Data —
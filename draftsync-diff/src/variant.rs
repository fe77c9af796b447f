//! Diffs between one existing variant and its draft.
//!
//! Each builder covers one aspect of a variant (sku, attributes, images,
//! prices, assets). Actions address the existing variant by its id, which
//! is known because only matched pairs reach this module.

use crate::common::build_update_action;
use crate::ProductDiffContext;
use draftsync_types::{ProductAction, ProductVariant, ProductVariantDraft};
use std::collections::HashSet;

/// `setSku` when the skus differ.
pub fn build_sku_action(old: &ProductVariant, new: &ProductVariantDraft) -> Option<ProductAction> {
    build_update_action(&old.sku, &new.sku, || ProductAction::SetSku {
        variant_id: old.id,
        sku: new.sku.clone(),
    })
}

/// Attribute changes of one variant.
///
/// Attributes removed from the draft are unset first, then changed or new
/// attributes are set. Attributes declared same-for-all in `ctx` use the
/// product-wide action instead of the per-variant one.
pub fn build_attribute_actions(
    old: &ProductVariant,
    new: &ProductVariantDraft,
    ctx: &ProductDiffContext,
) -> Vec<ProductAction> {
    let set = |name: &str, value: Option<serde_json::Value>| {
        if ctx.is_same_for_all(name) {
            ProductAction::SetAttributeInAllVariants {
                name: name.to_string(),
                value,
            }
        } else {
            ProductAction::SetAttribute {
                variant_id: old.id,
                name: name.to_string(),
                value,
            }
        }
    };

    let unset = old
        .attributes
        .keys()
        .filter(|name| !new.attributes.contains_key(*name))
        .map(|name| set(name.as_str(), None));

    let changed = new
        .attributes
        .iter()
        .filter(|(name, value)| old.attributes.get(*name) != Some(*value))
        .map(|(name, value)| set(name.as_str(), Some(value.clone())));

    unset.chain(changed).collect()
}

/// Image changes of one variant, images being identified by url.
///
/// Removals come first, then missing images are appended, then images are
/// moved one by one until the order matches the draft. Each move is computed
/// against the order left by the previous actions. Label changes on kept
/// images come last.
pub fn build_image_actions(old: &ProductVariant, new: &ProductVariantDraft) -> Vec<ProductAction> {
    let new_urls: HashSet<&str> = new.images.iter().map(|i| i.url.as_str()).collect();
    let old_urls: HashSet<&str> = old.images.iter().map(|i| i.url.as_str()).collect();
    let mut actions = Vec::new();

    for image in old.images.iter().filter(|i| !new_urls.contains(i.url.as_str())) {
        actions.push(ProductAction::RemoveImage {
            variant_id: old.id,
            image_url: image.url.clone(),
        });
    }

    let mut current: Vec<&str> = old
        .images
        .iter()
        .map(|i| i.url.as_str())
        .filter(|url| new_urls.contains(url))
        .collect();

    for image in new.images.iter().filter(|i| !old_urls.contains(i.url.as_str())) {
        actions.push(ProductAction::AddExternalImage {
            variant_id: old.id,
            image: image.clone(),
        });
        current.push(image.url.as_str());
    }

    for (position, image) in new.images.iter().enumerate() {
        if current.get(position) == Some(&image.url.as_str()) {
            continue;
        }
        if let Some(from) = current.iter().position(|url| *url == image.url) {
            let url = current.remove(from);
            current.insert(position.min(current.len()), url);
            actions.push(ProductAction::MoveImageToPosition {
                variant_id: old.id,
                image_url: image.url.clone(),
                position,
            });
        }
    }

    for image in &new.images {
        let Some(existing) = old.images.iter().find(|i| i.url == image.url) else {
            continue;
        };
        if let Some(action) = build_update_action(&existing.label, &image.label, || {
            ProductAction::SetImageLabel {
                variant_id: old.id,
                image_url: image.url.clone(),
                label: image.label.clone(),
            }
        }) {
            actions.push(action);
        }
    }

    actions
}

/// Price changes of one variant, prices being matched by scope.
///
/// Old prices whose scope is gone are removed, prices whose value changed
/// are replaced in place, prices for new scopes are added. Channel and
/// customer group references match by id or by key.
pub fn build_price_actions(old: &ProductVariant, new: &ProductVariantDraft) -> Vec<ProductAction> {
    let mut actions = Vec::new();

    for price in &old.prices {
        if new.prices.iter().any(|p| p.same_scope(price)) {
            continue;
        }
        if let Some(price_id) = &price.id {
            actions.push(ProductAction::RemovePrice {
                price_id: price_id.clone(),
            });
        }
    }

    for price in &new.prices {
        match old.prices.iter().find(|p| p.same_scope(price)) {
            Some(existing) if existing.value != price.value || existing.key != price.key => {
                if let Some(price_id) = &existing.id {
                    actions.push(ProductAction::ChangePrice {
                        price_id: price_id.clone(),
                        price: price.clone(),
                    });
                }
            }
            Some(_) => {}
            None => actions.push(ProductAction::AddPrice {
                variant_id: old.id,
                price: price.clone(),
            }),
        }
    }

    actions
}

/// Asset changes of one variant, assets being identified by key.
///
/// Assets without a key cannot be addressed and are left alone, so insert
/// positions count keyed assets only. After removals, changes and additions,
/// the order is fixed with a single `changeAssetOrder` when it still differs
/// from the draft.
pub fn build_asset_actions(old: &ProductVariant, new: &ProductVariantDraft) -> Vec<ProductAction> {
    let new_keys: Vec<&str> = new.assets.iter().filter_map(|a| a.key.as_deref()).collect();
    let mut actions = Vec::new();

    for key in old.assets.iter().filter_map(|a| a.key.as_deref()) {
        if !new_keys.contains(&key) {
            actions.push(ProductAction::RemoveAsset {
                variant_id: old.id,
                asset_key: key.to_string(),
            });
        }
    }

    let mut current: Vec<&str> = old
        .assets
        .iter()
        .filter_map(|a| a.key.as_deref())
        .filter(|key| new_keys.contains(key))
        .collect();

    let keyed = new
        .assets
        .iter()
        .filter_map(|a| a.key.as_deref().map(|key| (key, a)));
    for (position, (key, asset)) in keyed.enumerate() {
        match old.assets.iter().find(|a| a.key.as_deref() == Some(key)) {
            Some(existing) => {
                if existing.name != asset.name {
                    actions.push(ProductAction::ChangeAssetName {
                        variant_id: old.id,
                        asset_key: key.to_string(),
                        name: asset.name.clone(),
                    });
                }
                if existing.sources != asset.sources {
                    actions.push(ProductAction::SetAssetSources {
                        variant_id: old.id,
                        asset_key: key.to_string(),
                        sources: asset.sources.clone(),
                    });
                }
            }
            None => {
                actions.push(ProductAction::AddAsset {
                    variant_id: old.id,
                    asset: asset.clone(),
                    position,
                });
                current.insert(position.min(current.len()), key);
            }
        }
    }

    if current != new_keys {
        actions.push(ProductAction::ChangeAssetOrder {
            variant_id: old.id,
            asset_order: new_keys.iter().map(|k| k.to_string()).collect(),
        });
    }

    actions
}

Action item — For each line above that contains the word "current", copy that line.

Output of the task —
    let mut current: Vec<&str> = old
        current.push(image.url.as_str());
        if current.get(position) == Some(&image.url.as_str()) {
        if let Some(from) = current.iter().position(|url| *url == image.url) {
            let url = current.remove(from);
            current.insert(position.min(current.len()), url);
    let mut current: Vec<&str> = old
                current.insert(position.min(current.len()), key);
    if current != new_keys {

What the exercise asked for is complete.